> **What this task involves**:
Once the line containing "use crate::logic::variable::NUM_VARIABLES;" is found in the entries below, reproduce it and every line after it, stopping at and including the line containing "of another search."; reproduce nothing else, and keep each line exact.

> **Data supplied**:
^^^^

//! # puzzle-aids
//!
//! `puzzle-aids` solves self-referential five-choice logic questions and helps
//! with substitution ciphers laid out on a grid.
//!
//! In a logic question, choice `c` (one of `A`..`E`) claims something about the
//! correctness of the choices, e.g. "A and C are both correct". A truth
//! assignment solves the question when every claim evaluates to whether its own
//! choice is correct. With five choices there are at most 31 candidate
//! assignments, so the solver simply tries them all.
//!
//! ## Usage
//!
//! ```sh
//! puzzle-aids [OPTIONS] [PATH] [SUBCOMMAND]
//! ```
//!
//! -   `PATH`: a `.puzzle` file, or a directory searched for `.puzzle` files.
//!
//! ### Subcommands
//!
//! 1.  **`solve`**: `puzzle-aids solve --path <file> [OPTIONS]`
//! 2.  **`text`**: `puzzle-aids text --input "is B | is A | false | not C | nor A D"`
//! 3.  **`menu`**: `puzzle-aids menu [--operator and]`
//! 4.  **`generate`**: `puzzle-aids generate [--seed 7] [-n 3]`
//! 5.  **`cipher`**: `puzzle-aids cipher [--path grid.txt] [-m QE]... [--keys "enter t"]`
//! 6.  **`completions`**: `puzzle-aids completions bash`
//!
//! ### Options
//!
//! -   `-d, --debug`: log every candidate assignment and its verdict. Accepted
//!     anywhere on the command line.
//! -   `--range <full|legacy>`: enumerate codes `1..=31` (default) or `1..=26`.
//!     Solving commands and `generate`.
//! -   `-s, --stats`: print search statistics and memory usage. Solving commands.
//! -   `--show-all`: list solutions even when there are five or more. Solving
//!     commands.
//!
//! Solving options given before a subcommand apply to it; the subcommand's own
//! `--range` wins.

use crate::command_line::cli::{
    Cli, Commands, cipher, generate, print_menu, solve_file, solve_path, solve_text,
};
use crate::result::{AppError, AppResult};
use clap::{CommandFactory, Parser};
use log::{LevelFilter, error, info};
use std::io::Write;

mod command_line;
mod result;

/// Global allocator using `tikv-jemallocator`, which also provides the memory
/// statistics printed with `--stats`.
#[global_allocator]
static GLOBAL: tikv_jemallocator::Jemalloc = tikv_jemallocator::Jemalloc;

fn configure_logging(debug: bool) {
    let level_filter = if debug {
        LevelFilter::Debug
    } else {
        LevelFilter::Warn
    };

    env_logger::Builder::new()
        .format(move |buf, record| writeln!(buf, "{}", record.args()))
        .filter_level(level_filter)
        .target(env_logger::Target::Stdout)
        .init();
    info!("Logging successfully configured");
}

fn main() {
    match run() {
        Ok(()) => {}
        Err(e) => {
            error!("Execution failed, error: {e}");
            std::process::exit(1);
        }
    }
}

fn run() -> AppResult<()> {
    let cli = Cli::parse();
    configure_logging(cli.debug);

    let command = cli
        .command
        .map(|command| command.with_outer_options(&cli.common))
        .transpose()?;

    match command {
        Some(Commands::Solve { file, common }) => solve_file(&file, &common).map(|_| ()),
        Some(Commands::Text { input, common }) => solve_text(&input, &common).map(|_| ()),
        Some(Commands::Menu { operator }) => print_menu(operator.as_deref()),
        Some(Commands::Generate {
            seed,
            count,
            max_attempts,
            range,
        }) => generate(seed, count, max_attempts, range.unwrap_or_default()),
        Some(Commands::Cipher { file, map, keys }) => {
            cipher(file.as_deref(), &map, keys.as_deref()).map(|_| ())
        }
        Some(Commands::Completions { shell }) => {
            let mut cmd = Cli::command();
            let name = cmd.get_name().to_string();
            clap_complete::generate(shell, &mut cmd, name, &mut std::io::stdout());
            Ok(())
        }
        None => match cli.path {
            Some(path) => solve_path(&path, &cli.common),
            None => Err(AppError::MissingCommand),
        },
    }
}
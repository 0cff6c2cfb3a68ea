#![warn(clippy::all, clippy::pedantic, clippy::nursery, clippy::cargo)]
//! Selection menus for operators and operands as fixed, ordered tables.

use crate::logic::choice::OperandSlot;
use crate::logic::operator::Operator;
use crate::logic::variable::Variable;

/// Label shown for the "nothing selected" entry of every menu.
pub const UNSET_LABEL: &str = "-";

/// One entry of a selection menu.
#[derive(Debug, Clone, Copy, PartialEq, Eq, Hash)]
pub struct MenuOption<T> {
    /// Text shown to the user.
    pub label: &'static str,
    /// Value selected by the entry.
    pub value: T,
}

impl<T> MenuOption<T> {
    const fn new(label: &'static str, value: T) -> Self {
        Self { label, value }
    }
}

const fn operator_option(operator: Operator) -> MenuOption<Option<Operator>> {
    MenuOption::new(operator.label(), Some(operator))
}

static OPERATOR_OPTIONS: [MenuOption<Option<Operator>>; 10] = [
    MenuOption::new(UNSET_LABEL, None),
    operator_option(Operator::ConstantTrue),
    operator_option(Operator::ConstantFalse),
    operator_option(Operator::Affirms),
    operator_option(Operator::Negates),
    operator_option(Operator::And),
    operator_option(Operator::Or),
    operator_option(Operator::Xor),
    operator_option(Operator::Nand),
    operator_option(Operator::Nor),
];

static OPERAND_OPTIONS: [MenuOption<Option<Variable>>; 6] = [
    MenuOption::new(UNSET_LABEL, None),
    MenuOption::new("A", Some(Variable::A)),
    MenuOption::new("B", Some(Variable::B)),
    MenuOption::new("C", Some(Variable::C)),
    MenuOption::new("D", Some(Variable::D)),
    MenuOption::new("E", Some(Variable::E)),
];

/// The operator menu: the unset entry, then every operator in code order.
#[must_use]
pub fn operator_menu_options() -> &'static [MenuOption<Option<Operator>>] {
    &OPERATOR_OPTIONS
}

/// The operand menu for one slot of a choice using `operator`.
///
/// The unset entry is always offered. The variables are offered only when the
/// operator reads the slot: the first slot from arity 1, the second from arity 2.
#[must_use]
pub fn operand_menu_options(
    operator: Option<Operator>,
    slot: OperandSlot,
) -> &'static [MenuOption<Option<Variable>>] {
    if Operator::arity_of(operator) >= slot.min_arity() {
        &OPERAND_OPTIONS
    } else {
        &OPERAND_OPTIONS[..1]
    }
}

^^^^

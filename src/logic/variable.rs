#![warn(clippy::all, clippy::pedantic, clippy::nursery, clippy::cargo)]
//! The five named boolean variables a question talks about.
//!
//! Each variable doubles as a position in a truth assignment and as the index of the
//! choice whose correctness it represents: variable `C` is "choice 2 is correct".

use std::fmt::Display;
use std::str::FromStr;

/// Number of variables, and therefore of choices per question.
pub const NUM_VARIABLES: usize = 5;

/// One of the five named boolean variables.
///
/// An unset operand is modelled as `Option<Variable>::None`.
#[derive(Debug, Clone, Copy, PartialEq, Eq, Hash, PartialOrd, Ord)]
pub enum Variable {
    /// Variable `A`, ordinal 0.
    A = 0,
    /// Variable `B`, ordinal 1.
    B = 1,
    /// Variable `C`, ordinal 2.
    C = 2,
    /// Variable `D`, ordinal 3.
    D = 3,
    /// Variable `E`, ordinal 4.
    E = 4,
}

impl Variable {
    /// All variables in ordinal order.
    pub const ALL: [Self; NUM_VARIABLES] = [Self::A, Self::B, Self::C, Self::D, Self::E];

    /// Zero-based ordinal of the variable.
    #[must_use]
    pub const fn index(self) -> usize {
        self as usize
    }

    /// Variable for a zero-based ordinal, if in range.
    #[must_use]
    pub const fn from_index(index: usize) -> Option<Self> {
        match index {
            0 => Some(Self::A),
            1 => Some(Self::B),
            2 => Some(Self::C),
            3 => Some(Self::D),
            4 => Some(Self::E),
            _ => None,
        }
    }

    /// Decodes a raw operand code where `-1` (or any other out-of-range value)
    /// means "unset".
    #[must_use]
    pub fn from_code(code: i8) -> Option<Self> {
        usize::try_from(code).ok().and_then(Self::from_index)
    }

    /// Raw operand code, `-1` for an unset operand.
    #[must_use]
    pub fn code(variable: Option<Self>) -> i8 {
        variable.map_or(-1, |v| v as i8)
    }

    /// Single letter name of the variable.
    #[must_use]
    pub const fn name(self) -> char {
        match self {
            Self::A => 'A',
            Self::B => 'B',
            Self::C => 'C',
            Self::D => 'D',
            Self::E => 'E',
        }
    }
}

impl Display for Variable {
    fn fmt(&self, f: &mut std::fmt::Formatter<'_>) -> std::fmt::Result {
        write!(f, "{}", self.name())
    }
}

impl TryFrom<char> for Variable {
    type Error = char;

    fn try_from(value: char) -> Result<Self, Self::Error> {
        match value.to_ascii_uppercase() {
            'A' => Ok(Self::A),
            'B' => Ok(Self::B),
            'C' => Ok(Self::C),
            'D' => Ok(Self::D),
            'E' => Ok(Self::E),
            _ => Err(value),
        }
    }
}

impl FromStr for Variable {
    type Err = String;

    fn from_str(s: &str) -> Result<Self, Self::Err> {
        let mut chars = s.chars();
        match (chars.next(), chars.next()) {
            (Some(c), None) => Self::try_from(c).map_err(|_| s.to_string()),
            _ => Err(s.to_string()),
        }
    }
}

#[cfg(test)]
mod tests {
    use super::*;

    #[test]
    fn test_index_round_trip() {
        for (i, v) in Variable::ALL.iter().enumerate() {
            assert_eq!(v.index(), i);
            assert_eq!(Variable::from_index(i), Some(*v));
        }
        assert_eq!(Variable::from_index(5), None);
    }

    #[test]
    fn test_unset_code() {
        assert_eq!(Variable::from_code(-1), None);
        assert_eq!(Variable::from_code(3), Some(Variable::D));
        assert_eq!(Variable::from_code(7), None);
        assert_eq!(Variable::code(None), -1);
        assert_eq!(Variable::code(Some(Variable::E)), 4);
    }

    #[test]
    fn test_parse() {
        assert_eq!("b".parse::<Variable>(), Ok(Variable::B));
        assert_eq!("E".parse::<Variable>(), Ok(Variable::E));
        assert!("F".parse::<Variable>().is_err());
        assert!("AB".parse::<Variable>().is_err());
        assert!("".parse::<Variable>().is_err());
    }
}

^^^^

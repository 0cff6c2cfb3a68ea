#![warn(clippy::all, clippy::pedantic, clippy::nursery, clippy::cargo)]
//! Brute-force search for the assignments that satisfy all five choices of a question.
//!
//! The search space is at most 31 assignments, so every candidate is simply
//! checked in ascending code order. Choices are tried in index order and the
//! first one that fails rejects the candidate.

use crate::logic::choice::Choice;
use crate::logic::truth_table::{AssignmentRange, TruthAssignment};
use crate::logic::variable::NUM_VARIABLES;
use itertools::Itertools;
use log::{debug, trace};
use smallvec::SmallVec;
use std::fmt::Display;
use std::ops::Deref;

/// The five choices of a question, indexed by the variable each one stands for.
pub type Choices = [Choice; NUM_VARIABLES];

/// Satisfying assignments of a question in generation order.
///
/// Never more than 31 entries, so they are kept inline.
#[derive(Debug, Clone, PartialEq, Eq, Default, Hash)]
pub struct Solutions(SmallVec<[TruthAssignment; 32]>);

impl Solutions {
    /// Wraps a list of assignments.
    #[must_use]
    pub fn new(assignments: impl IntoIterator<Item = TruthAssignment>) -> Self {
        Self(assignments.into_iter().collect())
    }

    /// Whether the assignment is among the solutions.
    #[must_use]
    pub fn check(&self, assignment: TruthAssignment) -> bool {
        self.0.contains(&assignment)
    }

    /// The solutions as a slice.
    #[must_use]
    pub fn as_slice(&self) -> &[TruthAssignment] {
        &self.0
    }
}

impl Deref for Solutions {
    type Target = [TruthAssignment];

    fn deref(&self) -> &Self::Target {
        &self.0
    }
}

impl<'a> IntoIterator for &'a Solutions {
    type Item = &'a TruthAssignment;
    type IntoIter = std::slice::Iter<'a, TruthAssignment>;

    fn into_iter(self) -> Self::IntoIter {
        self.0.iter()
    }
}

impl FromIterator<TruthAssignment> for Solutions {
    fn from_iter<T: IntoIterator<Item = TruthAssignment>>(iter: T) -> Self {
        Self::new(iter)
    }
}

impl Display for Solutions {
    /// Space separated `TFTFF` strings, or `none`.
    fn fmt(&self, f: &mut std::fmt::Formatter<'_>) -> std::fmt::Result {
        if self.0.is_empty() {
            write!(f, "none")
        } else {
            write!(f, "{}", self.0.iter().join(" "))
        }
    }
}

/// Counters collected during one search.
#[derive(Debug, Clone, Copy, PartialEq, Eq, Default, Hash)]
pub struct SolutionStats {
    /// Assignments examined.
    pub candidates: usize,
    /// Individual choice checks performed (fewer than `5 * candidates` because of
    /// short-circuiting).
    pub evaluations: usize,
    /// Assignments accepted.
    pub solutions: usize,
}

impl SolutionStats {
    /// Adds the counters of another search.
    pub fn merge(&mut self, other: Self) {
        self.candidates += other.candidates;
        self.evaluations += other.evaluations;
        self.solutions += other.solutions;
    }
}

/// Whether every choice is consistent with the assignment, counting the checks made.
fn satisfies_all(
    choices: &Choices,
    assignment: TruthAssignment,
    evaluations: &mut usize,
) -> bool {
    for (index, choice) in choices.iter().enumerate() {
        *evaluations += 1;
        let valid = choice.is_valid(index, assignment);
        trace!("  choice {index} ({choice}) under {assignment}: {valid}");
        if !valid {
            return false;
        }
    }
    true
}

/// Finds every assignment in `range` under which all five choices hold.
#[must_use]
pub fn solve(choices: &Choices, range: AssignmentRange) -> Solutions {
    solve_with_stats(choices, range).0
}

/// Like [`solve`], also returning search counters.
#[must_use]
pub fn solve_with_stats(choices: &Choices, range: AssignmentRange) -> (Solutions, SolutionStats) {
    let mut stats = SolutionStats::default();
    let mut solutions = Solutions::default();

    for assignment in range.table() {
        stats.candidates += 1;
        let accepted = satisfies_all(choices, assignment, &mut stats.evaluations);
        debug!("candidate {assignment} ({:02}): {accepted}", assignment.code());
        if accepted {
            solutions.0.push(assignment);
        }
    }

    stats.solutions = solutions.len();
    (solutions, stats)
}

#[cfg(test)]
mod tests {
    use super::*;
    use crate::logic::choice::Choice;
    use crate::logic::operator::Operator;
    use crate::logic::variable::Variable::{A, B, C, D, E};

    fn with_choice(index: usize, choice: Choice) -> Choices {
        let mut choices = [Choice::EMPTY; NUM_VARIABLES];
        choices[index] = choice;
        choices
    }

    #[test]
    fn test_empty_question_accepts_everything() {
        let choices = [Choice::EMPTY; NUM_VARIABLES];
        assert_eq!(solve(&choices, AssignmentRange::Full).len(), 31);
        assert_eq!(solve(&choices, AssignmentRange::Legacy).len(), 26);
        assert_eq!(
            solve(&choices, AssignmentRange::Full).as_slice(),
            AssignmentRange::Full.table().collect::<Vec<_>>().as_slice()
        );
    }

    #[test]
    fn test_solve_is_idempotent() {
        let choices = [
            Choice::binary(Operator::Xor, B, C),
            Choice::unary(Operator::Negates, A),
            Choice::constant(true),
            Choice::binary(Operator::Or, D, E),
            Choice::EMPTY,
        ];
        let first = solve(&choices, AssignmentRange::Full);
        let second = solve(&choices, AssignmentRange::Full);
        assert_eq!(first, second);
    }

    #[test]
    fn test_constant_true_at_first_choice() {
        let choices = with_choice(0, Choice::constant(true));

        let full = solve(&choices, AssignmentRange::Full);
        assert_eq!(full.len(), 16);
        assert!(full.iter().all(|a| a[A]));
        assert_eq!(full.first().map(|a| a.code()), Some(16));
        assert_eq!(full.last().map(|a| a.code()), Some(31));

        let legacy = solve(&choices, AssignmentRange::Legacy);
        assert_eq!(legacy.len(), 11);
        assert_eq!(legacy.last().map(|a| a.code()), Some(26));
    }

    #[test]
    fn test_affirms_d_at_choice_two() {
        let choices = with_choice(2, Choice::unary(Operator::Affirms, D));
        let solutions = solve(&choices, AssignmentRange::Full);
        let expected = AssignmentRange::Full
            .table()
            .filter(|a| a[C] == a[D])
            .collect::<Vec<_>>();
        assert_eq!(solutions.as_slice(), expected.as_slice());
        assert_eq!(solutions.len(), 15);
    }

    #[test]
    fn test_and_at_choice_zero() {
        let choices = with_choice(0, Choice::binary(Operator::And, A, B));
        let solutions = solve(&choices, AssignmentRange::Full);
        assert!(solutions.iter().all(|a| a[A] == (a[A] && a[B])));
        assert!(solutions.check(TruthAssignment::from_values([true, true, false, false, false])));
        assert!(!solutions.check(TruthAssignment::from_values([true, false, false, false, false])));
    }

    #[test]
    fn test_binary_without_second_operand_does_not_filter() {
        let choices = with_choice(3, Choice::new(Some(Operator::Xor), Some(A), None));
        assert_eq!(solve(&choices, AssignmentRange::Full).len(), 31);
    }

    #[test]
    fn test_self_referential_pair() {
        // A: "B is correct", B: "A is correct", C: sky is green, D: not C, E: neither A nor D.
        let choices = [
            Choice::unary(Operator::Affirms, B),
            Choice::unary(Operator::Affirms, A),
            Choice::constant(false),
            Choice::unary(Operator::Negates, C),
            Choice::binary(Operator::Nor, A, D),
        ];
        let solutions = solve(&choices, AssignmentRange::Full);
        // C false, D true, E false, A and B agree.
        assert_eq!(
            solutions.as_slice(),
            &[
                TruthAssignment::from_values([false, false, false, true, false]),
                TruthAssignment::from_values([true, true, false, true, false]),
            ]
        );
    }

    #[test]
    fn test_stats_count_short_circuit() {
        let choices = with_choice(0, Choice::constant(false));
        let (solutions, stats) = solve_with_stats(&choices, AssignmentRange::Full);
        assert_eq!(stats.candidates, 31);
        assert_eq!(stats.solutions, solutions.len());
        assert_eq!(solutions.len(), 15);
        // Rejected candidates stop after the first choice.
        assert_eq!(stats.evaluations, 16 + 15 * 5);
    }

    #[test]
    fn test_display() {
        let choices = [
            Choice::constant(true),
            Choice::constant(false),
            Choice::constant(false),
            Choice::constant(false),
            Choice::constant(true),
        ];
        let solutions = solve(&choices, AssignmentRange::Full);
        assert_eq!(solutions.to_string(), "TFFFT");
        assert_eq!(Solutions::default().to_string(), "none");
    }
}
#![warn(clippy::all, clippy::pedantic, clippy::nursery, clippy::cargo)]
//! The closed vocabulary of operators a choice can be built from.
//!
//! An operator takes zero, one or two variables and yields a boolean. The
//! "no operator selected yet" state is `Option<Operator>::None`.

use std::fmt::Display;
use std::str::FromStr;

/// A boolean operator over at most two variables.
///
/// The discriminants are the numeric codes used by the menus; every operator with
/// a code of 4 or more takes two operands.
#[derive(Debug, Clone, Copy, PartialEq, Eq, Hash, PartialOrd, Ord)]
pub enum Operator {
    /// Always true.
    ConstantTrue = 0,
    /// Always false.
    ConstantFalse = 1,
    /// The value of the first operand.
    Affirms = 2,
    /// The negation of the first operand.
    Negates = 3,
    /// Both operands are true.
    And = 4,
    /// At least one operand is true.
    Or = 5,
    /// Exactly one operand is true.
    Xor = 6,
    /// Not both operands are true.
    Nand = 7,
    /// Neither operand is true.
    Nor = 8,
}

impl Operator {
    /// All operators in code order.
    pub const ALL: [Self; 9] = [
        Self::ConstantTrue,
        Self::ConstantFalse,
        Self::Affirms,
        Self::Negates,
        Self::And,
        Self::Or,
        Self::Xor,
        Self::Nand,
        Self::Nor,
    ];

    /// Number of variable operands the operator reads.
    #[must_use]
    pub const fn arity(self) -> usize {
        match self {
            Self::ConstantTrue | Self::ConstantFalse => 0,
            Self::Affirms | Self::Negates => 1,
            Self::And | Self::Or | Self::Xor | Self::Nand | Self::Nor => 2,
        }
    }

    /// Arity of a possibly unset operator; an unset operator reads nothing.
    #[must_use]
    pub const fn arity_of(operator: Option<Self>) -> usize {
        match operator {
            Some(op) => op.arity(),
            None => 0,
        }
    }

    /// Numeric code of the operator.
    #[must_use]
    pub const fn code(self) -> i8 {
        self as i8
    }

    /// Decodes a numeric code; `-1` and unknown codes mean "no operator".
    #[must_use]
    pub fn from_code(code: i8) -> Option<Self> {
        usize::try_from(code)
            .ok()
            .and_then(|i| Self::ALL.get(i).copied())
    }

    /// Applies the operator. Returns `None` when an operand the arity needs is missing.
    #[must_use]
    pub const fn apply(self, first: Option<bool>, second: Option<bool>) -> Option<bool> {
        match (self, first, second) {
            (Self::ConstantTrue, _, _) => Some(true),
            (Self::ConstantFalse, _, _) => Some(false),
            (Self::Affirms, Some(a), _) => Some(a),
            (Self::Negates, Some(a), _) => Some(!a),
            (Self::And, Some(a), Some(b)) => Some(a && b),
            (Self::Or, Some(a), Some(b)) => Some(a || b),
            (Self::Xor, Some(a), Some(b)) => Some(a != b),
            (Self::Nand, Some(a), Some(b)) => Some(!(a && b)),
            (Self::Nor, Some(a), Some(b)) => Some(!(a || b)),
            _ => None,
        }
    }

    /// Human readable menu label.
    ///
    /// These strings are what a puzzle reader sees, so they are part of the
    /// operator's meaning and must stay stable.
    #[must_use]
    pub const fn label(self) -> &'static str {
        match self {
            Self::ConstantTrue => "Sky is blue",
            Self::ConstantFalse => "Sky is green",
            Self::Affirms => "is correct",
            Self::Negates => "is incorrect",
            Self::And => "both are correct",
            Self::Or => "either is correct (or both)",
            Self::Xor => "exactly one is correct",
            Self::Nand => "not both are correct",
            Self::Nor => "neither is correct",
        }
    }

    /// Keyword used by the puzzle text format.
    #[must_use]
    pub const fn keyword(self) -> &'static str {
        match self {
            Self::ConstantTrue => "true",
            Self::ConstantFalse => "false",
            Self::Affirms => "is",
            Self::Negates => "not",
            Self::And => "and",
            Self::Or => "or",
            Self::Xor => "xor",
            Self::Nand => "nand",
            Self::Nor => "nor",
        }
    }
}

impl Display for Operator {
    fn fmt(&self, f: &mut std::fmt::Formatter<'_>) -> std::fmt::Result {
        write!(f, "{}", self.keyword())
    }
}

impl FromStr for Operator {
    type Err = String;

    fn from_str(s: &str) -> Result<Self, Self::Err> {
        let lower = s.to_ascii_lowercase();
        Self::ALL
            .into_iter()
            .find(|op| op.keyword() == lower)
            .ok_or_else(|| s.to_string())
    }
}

^^^^

> **Output of the exercise**:
use crate::logic::variable::NUM_VARIABLES;
use itertools::Itertools;
use log::{debug, trace};
use smallvec::SmallVec;
use std::fmt::Display;
use std::ops::Deref;

/// The five choices of a question, indexed by the variable each one stands for.
pub type Choices = [Choice; NUM_VARIABLES];

/// Satisfying assignments of a question in generation order.
///
/// Never more than 31 entries, so they are kept inline.
#[derive(Debug, Clone, PartialEq, Eq, Default, Hash)]
pub struct Solutions(SmallVec<[TruthAssignment; 32]>);

impl Solutions {
    /// Wraps a list of assignments.
    #[must_use]
    pub fn new(assignments: impl IntoIterator<Item = TruthAssignment>) -> Self {
        Self(assignments.into_iter().collect())
    }

    /// Whether the assignment is among the solutions.
    #[must_use]
    pub fn check(&self, assignment: TruthAssignment) -> bool {
        self.0.contains(&assignment)
    }

    /// The solutions as a slice.
    #[must_use]
    pub fn as_slice(&self) -> &[TruthAssignment] {
        &self.0
    }
}

impl Deref for Solutions {
    type Target = [TruthAssignment];

    fn deref(&self) -> &Self::Target {
        &self.0
    }
}

impl<'a> IntoIterator for &'a Solutions {
    type Item = &'a TruthAssignment;
    type IntoIter = std::slice::Iter<'a, TruthAssignment>;

    fn into_iter(self) -> Self::IntoIter {
        self.0.iter()
    }
}

impl FromIterator<TruthAssignment> for Solutions {
    fn from_iter<T: IntoIterator<Item = TruthAssignment>>(iter: T) -> Self {
        Self::new(iter)
    }
}

impl Display for Solutions {
    /// Space separated `TFTFF` strings, or `none`.
    fn fmt(&self, f: &mut std::fmt::Formatter<'_>) -> std::fmt::Result {
        if self.0.is_empty() {
            write!(f, "none")
        } else {
            write!(f, "{}", self.0.iter().join(" "))
        }
    }
}

/// Counters collected during one search.
#[derive(Debug, Clone, Copy, PartialEq, Eq, Default, Hash)]
pub struct SolutionStats {
    /// Assignments examined.
    pub candidates: usize,
    /// Individual choice checks performed (fewer than `5 * candidates` because of
    /// short-circuiting).
    pub evaluations: usize,
    /// Assignments accepted.
    pub solutions: usize,
}

impl SolutionStats {
    /// Adds the counters of another search.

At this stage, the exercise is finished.